NVIDIA GeForce RTX 3090


### Загрузчик данных

In [4]:
class RTSD_dataset(Dataset):
    '''
    Faster R-CNN при обучении ожидает на вход:
    - список тензоров размерностью [C, H, W] для каждого изображения со значениями в диапазоне 0-1
    - таргет: список словарей с ключами:
                - boxes (FloatTensor[N, 4]): the ground-truth boxes in [x1, y1, x2, y2] format, with 0 <= x1 < x2 <= W and 0 <= y1 < y2 <= H.
                - labels (Int64Tensor[N]): the class label for each ground-truth box (including the background)
    '''
    
    
    def __init__(self, root, annotation, transforms=None):
        super().__init__()
        self.root = root
        self.transforms = transforms
        self.coco = COCO(annotation)
        self.ids = list(sorted(self.coco.imgs.keys()))

    def __getitem__(self, index):
        # Own coco file
        coco = self.coco
        # Image ID
        img_id = self.ids[index]
        # List: get annotation id from coco
        ann_ids = coco.getAnnIds(imgIds=img_id)
        # Dictionary: target coco_annotation file for an image
        coco_annotation = coco.loadAnns(ann_ids)
        # path for input image
        path = coco.loadImgs(img_id)[0]['file_name']
        # open the input image
        img = Image.open(os.path.join(self.root, path))

        # number of objects in the image
        num_objs = len(coco_annotation)
        
        # Bounding boxes for objects
        # In coco format, bbox = [xmin, ymin, width, height]
        # In pytorch, the input should be [xmin, ymin, xmax, ymax]
        boxes = []
        labels = []
        for i in range(num_objs):
            xmin = coco_annotation[i]['bbox'][0]
            ymin = coco_annotation[i]['bbox'][1]
            xmax = xmin + coco_annotation[i]['bbox'][2]
            ymax = ymin + coco_annotation[i]['bbox'][3]
            boxes.append([xmin, ymin, xmax, ymax])
            labels.append(coco_annotation[i]['category_id'])
        boxes = torch.as_tensor(boxes, dtype=torch.float32)
        # Labels (In my case, I only one class: target class or background)
        labels = torch.as_tensor(labels, dtype=torch.int64)

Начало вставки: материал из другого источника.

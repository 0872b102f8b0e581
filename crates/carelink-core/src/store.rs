//! Collaborator traits: the position store and the read-only directories.
//!
//! The traits are implemented by storage backends (e.g.
//! `carelink-store-sqlite`). Services in this crate and the HTTP layer depend
//! on these abstractions, not on any concrete backend.
//!
//! All methods return `Send` futures so the traits can be used in
//! multi-threaded async runtimes (e.g. tokio with `axum`).

use std::future::Future;

use crate::{
  position::{NewPosition, PositionRecord, Role},
  subject::{AccountId, SessionId, SubjectKey},
};

// ─── Backend errors ──────────────────────────────────────────────────────────

/// An error raised by a store or directory backend.
pub trait BackendError: std::error::Error + Send + Sync + 'static {
  /// Whether the same call may succeed later. Defaults to `true`; decode
  /// failures on stored rows should answer `false`.
  fn is_transient(&self) -> bool { true }
}

impl BackendError for std::io::Error {}

// ─── Positions ───────────────────────────────────────────────────────────────

/// Keyed store holding the latest position per `(subject key, role)`.
pub trait PositionStore: Send + Sync {
  type Error: BackendError;

  /// Insert or overwrite the record for `(input.subject_key, input.role)`
  /// atomically, and return what was stored. The store assigns
  /// `updated_at`.
  fn upsert_position(
    &self,
    input: NewPosition,
  ) -> impl Future<Output = Result<PositionRecord, Self::Error>> + Send + '_;

  /// Read the record for `(key, role)`. Returns `None` if nothing was ever
  /// written.
  fn get_position<'a>(
    &'a self,
    key: &'a SubjectKey,
    role: Role,
  ) -> impl Future<Output = Result<Option<PositionRecord>, Self::Error>> + Send + 'a;
}

// ─── External collaborators (read-only) ──────────────────────────────────────

/// The identity layer's mapping between session ids and accounts.
pub trait IdentityDirectory: Send + Sync {
  type Error: BackendError;

  /// The account a session belongs to, if the identity layer knows it.
  fn account_for_session<'a>(
    &'a self,
    session: &'a SessionId,
  ) -> impl Future<Output = Result<Option<AccountId>, Self::Error>> + Send + 'a;

  /// Every session id known to belong to `account`.
  fn sessions_for_account<'a>(
    &'a self,
    account: &'a AccountId,
  ) -> impl Future<Output = Result<Vec<SessionId>, Self::Error>> + Send + 'a;
}

/// Pre-existing client → caregiver links.
pub trait LinkDirectory: Send + Sync {
  type Error: BackendError;

  fn linked_caregiver<'a>(
    &'a self,
    client: &'a AccountId,
  ) -> impl Future<Output = Result<Option<AccountId>, Self::Error>> + Send + 'a;
}

/// Client profiles, consulted only for the postal code.
pub trait ProfileDirectory: Send + Sync {
  type Error: BackendError;

  fn postal_code<'a>(
    &'a self,
    account: &'a AccountId,
  ) -> impl Future<Output = Result<Option<String>, Self::Error>> + Send + 'a;
}
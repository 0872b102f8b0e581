//! HTTP geocoding adapter for Carelink.
//!
//! Resolves postal codes through a Nominatim-compatible search endpoint
//! (`/search?postalcode=...&format=json`). Every failure mode is folded into
//! "not found" at the [`Geocoder`] boundary; the detailed [`Error`] only
//! reaches the logs.

use std::time::Duration;

use carelink_core::{geocode::Geocoder, position::Coordinates};
use reqwest::Client;
use serde::Deserialize;
use thiserror::Error;
use tracing::{debug, warn};

// ─── Configuration ────────────────────────────────────────────────────────────

fn default_user_agent() -> String {
  concat!("carelink/", env!("CARGO_PKG_VERSION")).to_string()
}

fn default_timeout_secs() -> u64 { 10 }

/// Provider settings, deserialised from the `[geocoder]` config table.
#[derive(Debug, Clone, Deserialize)]
pub struct GeocoderConfig {
  /// Full URL of the search endpoint.
  pub endpoint:     String,
  /// ISO 3166-1 alpha-2 code restricting the search, e.g. `"br"`.
  #[serde(default)]
  pub country_code: Option<String>,
  /// Sent as the `key` query parameter when set.
  #[serde(default)]
  pub api_key:      Option<String>,
  #[serde(default = "default_user_agent")]
  pub user_agent:   String,
  #[serde(default = "default_timeout_secs")]
  pub timeout_secs: u64,
}

// ─── Errors ───────────────────────────────────────────────────────────────────

#[derive(Debug, Error)]
pub enum Error {
  #[error("http error: {0}")]
  Http(#[from] reqwest::Error),

  #[error("provider returned status {0}")]
  Status(reqwest::StatusCode),

  #[error("no usable coordinates in provider response")]
  NoUsableHit,
}

// ─── Response shape ───────────────────────────────────────────────────────────

/// One search hit. Nominatim encodes coordinates as decimal strings.
#[derive(Debug, Deserialize)]
struct Hit {
  lat: String,
  lon: String,
}

/// First hit whose coordinates parse and fall in range.
fn first_usable(hits: &[Hit]) -> Option<Coordinates> {
  hits.iter().find_map(|h| {
    let lat = h.lat.trim().parse().ok()?;
    let lng = h.lon.trim().parse().ok()?;
    Coordinates::new(lat, lng).ok()
  })
}

// ─── Adapter ──────────────────────────────────────────────────────────────────

/// Geocoder backed by an HTTP search endpoint.
///
/// Cheap to clone: the inner [`reqwest::Client`] is `Arc`-based.
#[derive(Clone)]
pub struct HttpGeocoder {
  client: Client,
  config: GeocoderConfig,
}

impl HttpGeocoder {
  pub fn new(config: GeocoderConfig) -> Result<Self, Error> {
    let client = Client::builder()
      .timeout(Duration::from_secs(config.timeout_secs))
      .user_agent(config.user_agent.clone())
      .build()?;
    Ok(Self { client, config })
  }

  /// Query the provider. `Ok(None)` means the provider answered with no hits.
  pub async fn lookup(&self, postal_code: &str) -> Result<Option<Coordinates>, Error> {
    let mut query: Vec<(&str, &str)> = vec![
      ("postalcode", postal_code),
      ("format", "json"),
      ("limit", "1"),
    ];
    if let Some(cc) = &self.config.country_code {
      query.push(("countrycodes", cc.as_str()));
    }
    if let Some(key) = &self.config.api_key {
      query.push(("key", key.as_str()));
    }

    let resp = self
      .client
      .get(&self.config.endpoint)
      .query(&query)
      .send()
      .await?;

    if !resp.status().is_success() {
      return Err(Error::Status(resp.status()));
    }

    let hits: Vec<Hit> = resp.json().await?;
    if hits.is_empty() {
      return Ok(None);
    }
    first_usable(&hits).map(Some).ok_or(Error::NoUsableHit)
  }
}

impl Geocoder for HttpGeocoder {
  async fn resolve<'a>(&'a self, postal_code: &'a str) -> Option<Coordinates> {
    let code = postal_code.trim();
    if code.is_empty() {
      return None;
    }

    match self.lookup(code).await {
      Ok(Some(coords)) => Some(coords),
      Ok(None) => {
        debug!(postal_code = code, "geocoder returned no results");
        None
      }
      Err(e) => {
        warn!(postal_code = code, error = %e, "geocoding failed");
        None
      }
    }
  }
}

        # Annotation is in dictionary format
        my_annotation = {}
        my_annotation["boxes"] = boxes
        my_annotation["labels"] = labels

        if self.transforms is not None:
            img = self.transforms(img)

        return img, my_annotation

    def __len__(self):
        return len(self.ids)

In [5]:
# ToTensor
def get_transform():
    custom_transforms = []
    custom_transforms.append(torchvision.transforms.ToTensor())
    return torchvision.transforms.Compose(custom_transforms)

### Формирование батча

In [6]:
def collate_fn(batch):
    return tuple(zip(*batch))

In [7]:
train_dataset = RTSD_dataset(root=dataset_path,
                             annotation=os.path.join(dataset_path, 'train_anno.json'),
                             transforms=get_transform()
                             )

val_dataset = RTSD_dataset(root=dataset_path,
                           annotation=os.path.join(dataset_path, 'val_anno.json'),
                           transforms=get_transform()
                           )

train_data_loader = DataLoader(
    train_dataset,
    batch_size=batch_size,
    shuffle=True,
    collate_fn=collate_fn
)

val_data_loader = DataLoader(
    val_dataset,
    batch_size=batch_size,
    shuffle=False,
    collate_fn=collate_fn
)

loading annotations into memory...
Done (t=0.26s)
creating index...
index created!
loading annotations into memory...
Done (t=0.02s)
creating index...
index created!


### Инициализация модели, задание оптимизатора и функции потерь

In [8]:
def create_model(num_classes, pretrained=False):
    model = torchvision.models.detection.fasterrcnn_resnet50_fpn_v2(weights='FasterRCNN_ResNet50_FPN_V2_Weights.DEFAULT')
    in_features = model.roi_heads.box_predictor.cls_score.in_features
    model.roi_heads.box_predictor = FastRCNNPredictor(in_features, num_classes)
    return model

In [9]:
model = create_model(num_classes=156, pretrained=True).to(device)
params = [p for p in model.parameters() if p.requires_grad]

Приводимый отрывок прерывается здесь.